# Crafting Adversarial samples with text for LSTM

In [2]:
import numpy as np
import pandas as pd
from collections import Counter
import tensorflow as tf
from tqdm import tqdm
import re
import string

import nltk
nltk.download('punkt')
nltk.download('stopwords')
from nltk.corpus import stopwords
from nltk.tokenize import word_tokenize

from tensorflow.keras.preprocessing import sequence
from tensorflow.keras.models import Sequential, Model, load_model
from tensorflow.keras.layers import Dense, Embedding
from tensorflow.keras.layers import LSTM, Activation, Input
from tensorflow.keras.optimizers import Adam
from tensorflow.keras.utils import to_categorical
import tensorflow.keras.backend as K
from tensorflow.keras.preprocessing.text import Tokenizer

import tensorflow_datasets as tfds
tfds.disable_progress_bar()



[nltk_data] Downloading package punkt to /home/jupyter/nltk_data...
[nltk_data]   Package punkt is already up-to-date!
[nltk_data] Downloading package stopwords to
[nltk_data]     /home/jupyter/nltk_data...
[nltk_data]   Package stopwords is already up-to-date!


## Dataset

We will be using IMDB review data set that can be classified as either a positive-negative review.

The data is available through Keras for retrieval. We can limit the total number of words in vocabulary.

In [62]:
tensor_train, tensor_test = tfds.load('imdb_reviews', split=['train','test'])
imdb_train = pd.DataFrame(list(tfds.as_numpy(tensor_train)))
imdb_test = pd.DataFrame(list(tfds.as_numpy(tensor_test)))
print("Shape of Train split: ", imdb_train.shape)
print("Shape of Test split: ", imdb_test.shape)
imdb_train.head()

Shape of Train split:  (25000, 2)
Shape of Test split:  (25000, 2)


Unnamed: 0,label,text
0,1,"b""As a lifelong fan of Dickens, I have invaria..."
1,1,"b""Oh yeah! Jenna Jameson did it again!
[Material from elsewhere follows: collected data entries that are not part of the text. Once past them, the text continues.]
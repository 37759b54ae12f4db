//! Catalog commands: list, show.

use crate::catalog::{Catalog, HuntFilter, LocalCatalog};
use crate::model::Difficulty;

pub(super) async fn cmd_list(
    catalog: &LocalCatalog,
    search: Option<String>,
    difficulty: Option<Difficulty>,
) -> Result<(), String> {
    let filter = HuntFilter { search, difficulty };
    let hunts = catalog
        .list_hunts(&filter)
        .await
        .map_err(|e| format!("failed to list hunts: {e}"))?;

    let open: Vec<_> = hunts.into_iter().filter(|h| h.active).collect();
    if open.is_empty() {
        println!("No hunts");
        return Ok(());
    }

    for hunt in &open {
        println!(
            "{}  [{}]  {} stops, {} pts, ~{} min  {}",
            hunt.id,
            hunt.difficulty.label(),
            hunt.waypoints.len(),
            hunt.total_points,
            hunt.estimated_duration_minutes,
            hunt.name
        );
    }

    Ok(())
}

pub(super) async fn cmd_show(catalog: &LocalCatalog, hunt_id: &str) -> Result<(), String> {
    let hunt = catalog
        .get_hunt(hunt_id)
        .await
        .map_err(|e| format!("failed to load hunt: {e}"))?;

    println!("{} ({})", hunt.name, hunt.id);
    println!("{}", hunt.description);
    println!(
        "Difficulty: {}  Points: {}  Estimated: ~{} min{}",
        hunt.difficulty.label(),
        hunt.total_points,
        hunt.estimated_duration_minutes,
        if hunt.active { "" } else { "  (closed)" }
    );

    // Waypoint names only: positions would give the hunt away.
    for (i, waypoint) in hunt.waypoints.iter().enumerate() {
        println!("  {}. {}  ({} pts)", i + 1, waypoint.name, waypoint.point_value);
    }

    Ok(())
}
Yeah Ba..."
2,1,"b""I saw this film on True Movies (which automa..."
3,1,b'This was a wonderfully clever and entertaini...
4,1,b'I have no idea what the other reviewer is ta...


In [63]:
# ### Decreasing the size of test set.
# np.random.seed(10)
# idx = np.random.choice(imdb_test.shape[0],2000)
# imdb_test = imdb_test.iloc[idx]
# imdb_test.shape

## Data pre-processing

In [64]:
eng_stopwords = stopwords.words('english')
stopwords_dict = Counter(eng_stopwords)

def remove_stopwords(text):
    text = ' '.join([word for word in word_tokenize(text.lower()) if word not in stopwords_dict])
    return text

def html_tags(text):
    text = re.sub('\<.*?\>+', ' ', text)
    return text

def remove_punctuation(text):
#     punctuations = string.punctuation.replace('\'','')+'\t\n'
    punctuations = string.punctuation+'\t\n'
    text = re.sub('[%s]' % re.escape(punctuations), ' ', text)
    return text

In [65]:
%%time
imdb_train['ptext'] = imdb_train.text.apply(lambda x : x.decode('utf-8'))
imdb_train['ptext'] = imdb_train.ptext.apply(html_tags)
imdb_train['ptext'] = imdb_train.ptext.apply(remove_punctuation)
imdb_train['ptext'] = imdb_train.ptext.apply(remove_stopwords)
imdb_test['ptext'] = imdb_test.text.apply(lambda x : x.decode('utf-8'))
imdb_test['ptext'] = imdb_test.ptext.apply(html_tags)
imdb_test['ptext'] = imdb_test.ptext.apply(remove_punctuation)
imdb_test['ptext'] = imdb_test.ptext.apply(remove_stopwords)
imdb_train.head()

CPU times: user 1min 16s, sys: 0 ns, total: 1min 16s
Wall time: 1min 16s


Unnamed: 0,label,text,ptext
0,1,"b""As a lifelong fan of Dickens, I have invaria...",lifelong fan dickens invariably disappointed a...
1,1,"b""Oh yeah! Jenna Jameson did it again! Yeah Ba...",oh yeah jenna jameson yeah baby movie rocks on...
2,1,"b""I saw this film on True Movies (which automa...",saw film true movies automatically made scepti...
3,1,b'This was a wonderfully clever and entertaini...,wonderfully clever entertaining movie shall ne...
4,1,b'I have no idea what the other reviewer is ta...,idea reviewer talking wonderful movie created ...


In [66]:
%%time
new_text = imdb_train.ptext.apply(word_tokenize).explode()
new_text.unique().shape[0]

CPU times: user 24.3 s, sys: 0 ns, total: 24.3 s
Wall time: 24.3 s


75088

In [67]:
%%time

# Cut texts after this number of words (among top max_features most common words)
max_features = 80000 

# Define tokenizer 
tokenizer = Tokenizer(num_words=max_features,
                      lower=True)
#                       oov_token="<unk>")

# Fit the 
tokenizer.fit_on_texts(imdb_train.ptext)

# Use the '0' index for the padding character
tokenizer.word_index['<pad>'] = 0
tokenizer.index_word[0] = '<pad>'

CPU times: user 4.79 s, sys: 0 ns, total: 4.79 s
Wall time: 4.79 s


In [68]:
x_train = tokenizer.texts_to_sequences(imdb_train.ptext)
y_train = imdb_train.label.values

x_test = tokenizer.texts_to_sequences(imdb_test.ptext)
y_test = imdb_test.label.values

In [69]:
print("Train data review statistics:")
pdlen = pd.Series(np.array([len(x) for x in x_train]))
print(pdlen.describe())
print()
print("Test data review statistics:")
pdlen = pd.Series(np.array([len(x) for x in x_test]))
print(pdlen.describe())
# print("Average number of words in each review:", lens.max())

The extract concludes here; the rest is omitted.